Due film sono sufficienti per 'consacrare' un autore? Per quanto tempo bisogna aspettare un regista prima di poterlo annoverare tra i cineasti 'cult' ? Le risposte, e il relativo dibattito, le lascio volentieri a voi. Per me il signor Duncan Jones, inglese, classe 1971 nonchè illustre figlio d'arte (è il figlio di David Bowie, ma con grande coraggio ha deciso di non 'adottare' il nome paterno) può essere a buon diritto considerato un regista con i contro-fiocchi: dopo il folgorante esordio di due anni fa con Moon, piccolo film indipendente e 'filosofico', erano in molti ad aspettarlo al 'varco' della seconda prova, con una produzione ad alto budget e le sirene di Hollywood a ronzargli intorno...
Ebbene, dopo aver visto Source Code possiamo dire tranquillamente che un nuovo Autore (con la 'A' maiuscola) è in circolazione. Un grande regista è colui che riesce a far diventare avvincenti le cose più facili, e Jones incarna alla lettera questa teoria: la sua opera seconda è ancora un film di fantascienza, di stampo classicissimo, che attinge a piene mani da due filoni che più classici e inflazionati non si può: il viaggio nel tempo e la 'realtà parallela'. Eppure Source Code riesce ad incollarci alla sedia per almeno 80 dei 93 minuti di pellicola, e sono emozioni forti: dimenticatevi infatti le atmosfere sospese e riflessive di Moon, qui siamo diametralmente all'opposto. Source Code è un robusto film d'azione che non scade mai nella superficialità e nell'overdose di effetti speciali: il segreto è nella portentosa sceneggiatura del romanziere Ben Ripley e nella capacità del regista di tenere sempre alta la tensione, pur in presenza di un meccanismo ripetitivo e rischiosissimo dal punto di vista cinefilo.

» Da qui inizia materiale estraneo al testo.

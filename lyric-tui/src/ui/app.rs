use crate::config::Command;
use crate::ui::panel::LyricPanel;
use crate::ui::widget::build_playback_bar;
use crate::ui::Controller;
use crate::PLAYER;
use anyhow::Result;
use crossterm::event::{self, Event, KeyCode, KeyEventKind, KeyModifiers};
use crossterm::execute;
use crossterm::terminal::{disable_raw_mode, LeaveAlternateScreen};
use ratatui::prelude::*;
use ratatui::style::palette::tailwind;
use ratatui::widgets::{Block, Borders, Gauge};
use std::io::Stdout;

/// 单次快进/快退的步长（s）
const SEEK_STEP: f64 = 5.0;

pub struct App<'a> {
    // model
    need_re_update_view: bool,

    // view
    lyric_panel: LyricPanel<'a>,
    playback_bar: Gauge<'a>,

    // const
    terminal: Terminal<CrosstermBackend<Stdout>>,
    normal_style: Style,
}

/// public
impl<'a> App<'a> {
    pub fn new(terminal: Terminal<CrosstermBackend<Stdout>>) -> Self {
        Self {
            need_re_update_view: true,
            lyric_panel: LyricPanel::new(),
            playback_bar: Gauge::default(),
            terminal,
            normal_style: Style::default(),
        }
    }

    pub fn restore_terminal(&mut self) -> Result<()> {
        disable_raw_mode()?;
        execute!(self.terminal.backend_mut(), LeaveAlternateScreen)?;
        self.terminal.show_cursor()?;

        Ok(())
    }
}

/// app routine
impl<'a> App<'a> {
    pub async fn update_model(&mut self) -> Result<()> {
        PLAYER.lock().await.tick();

        // lyric_panel
        self.need_re_update_view =
            self.lyric_panel.update_model().await? || self.need_re_update_view;

        // playback_bar 一直保持更新
        let player_guard = PLAYER.lock().await;
        self.playback_bar = build_playback_bar(
            Gauge::default()
                .block(Block::default().borders(Borders::ALL))
                .gauge_style(tailwind::RED.c500),
            &player_guard,
        );

        Ok(())
    }

    pub async fn handle_event(&mut self) -> Result<bool> {
        let cmd = match event::read()? {
            Event::Key(key_event)
                if key_event.kind == KeyEventKind::Press
                    || key_event.kind == KeyEventKind::Repeat =>
            {
                match key_event.code {
                    KeyCode::Char('c')
                        if key_event.modifiers.contains(KeyModifiers::CONTROL) =>
                    {
                        Command::Quit
                    }
                    KeyCode::Char('q') => Command::Quit,
                    KeyCode::Char(' ') => Command::TogglePlay,
                    KeyCode::Down | KeyCode::Char('j') => Command::Down,
                    KeyCode::Up | KeyCode::Char('k') => Command::Up,
                    KeyCode::Char('g') => Command::GoToTop,
                    KeyCode::Char('G') => Command::GoToBottom,
                    KeyCode::Enter => Command::EnterOrPlay,
                    KeyCode::Char('f') | KeyCode::Esc => Command::ResumeFollow,
                    KeyCode::Right | KeyCode::Char('l') => Command::SeekForward,
                    KeyCode::Left | KeyCode::Char('h') => Command::SeekBackward,
                    _ => Command::Nop,
                }
            }
            _ => Command::Nop,
        };

        // app 响应的命令
        match cmd {
            Command::Quit => {
                return Ok(false);
            }
            Command::TogglePlay => {
                PLAYER.lock().await.toggle_play();
            }
            Command::SeekForward => {
                PLAYER.lock().await.seek_by(SEEK_STEP);
            }
            Command::SeekBackward => {
                PLAYER.lock().await.seek_by(-SEEK_STEP);
            }
            _ => {}
        }

        // 需要向下传递给面板的命令
        match cmd {
            Command::Down
            | Command::Up
            | Command::GoToTop
            | Command::GoToBottom
            | Command::EnterOrPlay
            | Command::ResumeFollow => {
                self.need_re_update_view =
                    self.lyric_panel.handle_event(cmd).await? || self.need_re_update_view;
            }
            _ => {}
        }

        Ok(true)
    }

    pub fn draw(&mut self) -> Result<()> {
        // lyric_panel 只在 need_re_update_view 为 true 时更新 view
        if self.need_re_update_view {
            self.lyric_panel.update_view(&self.normal_style);
            self.need_re_update_view = false;
        }

        self.terminal.draw(|frame| {
            let chunks = Layout::default()
                .direction(Direction::Vertical)
                .constraints([Constraint::Min(3), Constraint::Length(3)].as_ref())
                .split(frame.area());

            // render lyric_panel
            self.lyric_panel.draw(frame, chunks[0]);

            // render playback_bar
            frame.render_widget(&self.playback_bar, chunks[1]);
        })?;

        Ok(())
    }
}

Ovviamente non vi dirò molto sulla trama, per non privarvi del gusto della visione: vi basti sapere che il film inizia con il soldato americano Colter Stevens (Jake Gyllenhaal), attaccato ad uno strano marchingegno che gli consente di andare a ritroso nel tempo per soli otto minuti e solo in un momento particolare del passato, che rimane sempre lo stesso. La sua missione è quella di scoprire l'identità di un attentatore che ha fatto esplodere una bomba su un treno di pendolari... La 'macchina' non ha il potere di mutare gli eventi, ma effettuando continui viaggi nel tempo, sempre di soli otto minuti ciascuno, Stevens potrà assicurare alla giustizia un pericoloso terrorista, che per una volta non è... quello che di solito immaginano gli americani.
Il film è bello, teso, adrenalico e spettacolare. Jones lo appesantisce solo un po' verso la conclusione, con qualche finale di troppo e l'abbozzo di una storia d'amore non indispensabile ai fini della vicenda. Ma è il prezzo minimo da pagare per chi si affaccia a Hollywood da novizio. E comunque, avercene di film 'commerciali' fatti in questo modo!